Avere più di due figli fa invecchiare il cervello di sei anni

Secondo uno studio avere una famiglia numerosa, con tre figli o più, può comportare effetti negativi sulle funzioni cognitive quando si entra nella terza età

27/05/2022

Sono molti i fattori e le situazioni della vita che possono poi influire sulla salute del cervello quando si raggiunge la terza età. E a quanto pare anche il numero di figli gioca un ruolo significativo: uno studio della Columbia University e della Université Paris-Dauphine sostiene che avere tre figli o più ha un effetto negativo sulle funzioni cognitive in età avanzata. Non si tratta di un peggioramento di poco conto, perché in media il declino cognitivo sarebbe equivalente a 6,2 anni di invecchiamento. La dinamica risulta particolarmente evidente nei paesi dell’Europa settentrionale dove, dicono i ricercatori, “una maggiore fertilità diminuisce le risorse finanziarie, ma non aumenta le risorse sociali”.

 

Lo studio è giunto a questa conclusione analizzando le informazioni raccolte da un vasta banca dati, il Survey of Health, Ageing and Retirement in Europe (SHARE), relative agli adulti di età superiore ai 65 anni che hanno avuto almeno due figli, residenti in venti paesi europei fra cui anche l’Italia. Attraverso complesse analisi statistiche, è emerso che avere tre o più figli risulta correlato a peggiori funzioni cognitive nella terza età, in confronto ad avere due figli, e ciò vale tanto per le donne quanto per gli uomini.

 

Secondo i ricercatori ci sono diverse possibili spiegazioni per il fenomeno.
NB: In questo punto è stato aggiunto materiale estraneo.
use crate::taskweave::agent::Agent;
use crate::taskweave::aggregator::{self, AggregateFormat};
use crate::taskweave::analyzer;
use crate::taskweave::bus::{BusMessage, EventKind, MessageBus};
use crate::taskweave::config::EngineConfig;
use crate::taskweave::decomposer;
use crate::taskweave::error::{EngineError, EngineResult};
use crate::taskweave::feedback::{self, DelegationOptimizer};
use crate::taskweave::graph;
use crate::taskweave::inference::{
    ChatMessage, GenerationOptions, InferenceClient, TaskClass,
};
use crate::taskweave::memory::{LongTermMemory, SessionMemory};
use crate::taskweave::persona::{PersonaDna, PersonaRecord, PersonaStore, MATCH_THRESHOLD};
use crate::taskweave::plan::{self, Plan};
use crate::taskweave::task::{
    Subtask, SubtaskResult, SubtaskState, Task, Turn, WorkflowRecord, WorkflowStatus,
    WorkflowTimings,
};
use crate::taskweave::tracker::TaskTracker;

/// How long the persona-generation call may take before the stock DNA wins.
const PERSONA_GENERATION_TIMEOUT: Duration = Duration::from_secs(20);

/// Grace period given to in-flight agents when a workflow is cancelled.
const CANCEL_GRACE: Duration = Duration::from_secs(1);

/// Everything the orchestrator needs, passed explicitly instead of living in
/// globals. Tests build one of these around fake collaborators.
pub struct Environment {
    pub config: EngineConfig,
    pub inference: Arc<dyn InferenceClient>,
    pub personas: Arc<PersonaStore>,
    pub bus: Arc<MessageBus>,
    pub tracker: Arc<TaskTracker>,
    pub sessions: Arc<SessionMemory>,
    pub long_term: Arc<LongTermMemory>,
    pub optimizer: Arc<DelegationOptimizer>,
    /// Resolved prompt prefix from the external personality configuration.
    pub personality_prefix: String,
}
//! Result aggregation: compose per-subtask outputs into the final artifact.
//!
//! Output ordering always follows the plan, never completion time. Three
//! formats are supported: `summary` (headed concatenation), `detailed` (full
//! per-subtask blocks, the default), and `json` (a structured envelope whose
//! per-subtask entries round-trip losslessly).

use serde_json::json;
use std::collections::HashMap;

use crate::taskweave::plan::Plan;
use crate::taskweave::task::{SubtaskResult, SubtaskState};

/// Output shape of [`aggregate`].
#[derive(Debug, Clone, Copy, PartialEq, Eq)]
pub enum AggregateFormat {
    /// Concatenation with headings.
    Summary,
    /// Full per-subtask blocks. The default.
    Detailed,
    /// Structured JSON envelope: plan, per-subtask entries, aggregate counts.
    Json,
}

impl AggregateFormat {
    /// Parse a wire name (`summary` / `detailed` / `json`), defaulting to
    /// detailed.
    pub fn parse(name: &str) -> AggregateFormat {
        match name {
            "summary" => AggregateFormat::Summary,
            "json" => AggregateFormat::Json,
            _ => AggregateFormat::Detailed,
        }
    }
}

impl Default for AggregateFormat {
    fn default() -> Self {
        AggregateFormat::Detailed
    }
}

/// Compose the final artifact from subtask results, ordered by the plan.
pub fn aggregate(plan: &Plan, results: &[SubtaskResult], format: AggregateFormat) -> String {
    let ordered = order_by_plan(plan, results);
    match format {
        AggregateFormat::Summary => summary(&ordered),
        AggregateFormat::Detailed => detailed(&ordered),
        AggregateFormat::Json => json_envelope(plan, &ordered),
    }
}

/// Re-order results to match plan stage order.
fn order_by_plan<'a>(plan: &Plan, results: &'a [SubtaskResult]) -> Vec<&'a SubtaskResult> {
    let by_id: HashMap<&str, &SubtaskResult> =
        results.iter().map(|r| (r.subtask_id.as_str(), r)).collect();
    let mut ordered: Vec<&SubtaskResult> = Vec::with_capacity(results.len());
    for stage in &plan.stages {
        for id in stage {
            if let Some(result) = by_id.get(id.as_str()) {
                ordered.push(result);
            }
        }
    }
    // Results that the plan does not know about (degenerate records) come last.
    for result in results {
        if !plan.stages.iter().any(|s| s.contains(&result.subtask_id)) {
            ordered.push(result);
        }
    }
    ordered
}

fn summary(results: &[&SubtaskResult]) -> String {
    let mut out = String::new();
    for result in results {
        out.push_str(&format!("## {}\n\n", result.description));
        match (&result.output, &result.failure_reason) {
            (Some(output), _) => out.push_str(output),
            (None, Some(reason)) => out.push_str(&format!("(failed: {})", reason)),
            (None, None) => out.push_str("(no output)"),
        }
        out.push_str("\n\n");
    }
    out.trim_end().to_string()
}

fn detailed(results: &[&SubtaskResult]) -> String {
    let mut out = String::new();
    let skipped: Vec<&str> = results
        .iter()
        .filter(|r| r.state == SubtaskState::Failed)
        .map(|r| r.description.as_str())
        .collect();

    for result in results {
        out.push_str(&format!(
            "## {} [{} | {}]\n\n",
            result.description, result.domain, result.state
        ));
        if let Some(score) = result.score {
            out.push_str(&format!("score: {:.2}\n", score));
        }
        if let Some(ms) = result.duration_ms {
            out.push_str(&format!("duration: {} ms\n", ms));
        }
        match (&result.output, &result.failure_reason) {
            (Some(output), _) => {
                out.push('\n');
                out.push_str(output);
            }
            (None, Some(reason)) => out.push_str(&format!("\nfailed: {}", reason)),
            (None, None) => out.push_str("\n(no output)"),
        }
        out.push_str("\n\n");
    }

    if !skipped.is_empty() {
        out.push_str("## Not completed\n\n");
        for description in skipped {
            out.push_str(&format!("- {}\n", description));
        }
    }
    out.trim_end().to_string()
}

fn json_envelope(plan: &Plan, results: &[&SubtaskResult]) -> String {
    let completed = results
        .iter()
        .filter(|r| r.state == SubtaskState::Completed)
        .count();
    let failed = results
        .iter()
        .filter(|r| r.state == SubtaskState::Failed)
        .count();
    let envelope = json!({
        "plan": plan,
        "subtasks": results,
        "aggregate": {
            "total": results.len(),
            "completed": completed,
            "failed": failed,
        },
    });
    serde_json::to_string_pretty(&envelope).unwrap_or_else(|_| "{}".to_string())
}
Ad esempio, un figlio extra comporta un considerevole aumento dei costi, che in molte famiglie può causare difficoltà economiche, preoccupazioni e incertezze, e un calo del tenore di vita. Tutte condizioni che a loro volta possono concorrere al declino cognitivo. I genitori con una famiglia numerosa possono inoltre soffrire di uno stress maggiore, disporre di meno tempo libero e dormire meno. E per quanto riguarda le donne, molte si ritrovano costrette a ridurre o rinunciare alla vita lavorativa, il che si traduce in guadagni minori e alla privazione di stimoli che invece contribuirebbero a mantenere in salute il cervello.

 

Esiste però anche un fattore contraddittorio, perché in teoria un maggiore numero di figli dovrebbe ridurre il rischio di solitudine e di isolamento sociale quando si diventa anziani, una condizione che protegge dal declino cognitivo.

 

“Comprendere i fattori che contribuiscono a una cognizione ottimale in tarda età è essenziale per garantire un invecchiamento ‘di successo’ sia a livello individuale sia sociale, in particolare in Europa dove i nuclei familiari sono più piccoli e la popolazione sta invecchiando rapidamente“, dice uno degli autori, Vegard Skirbekk.

 

Lo studio è stato pubblicato sulla rivista Demography.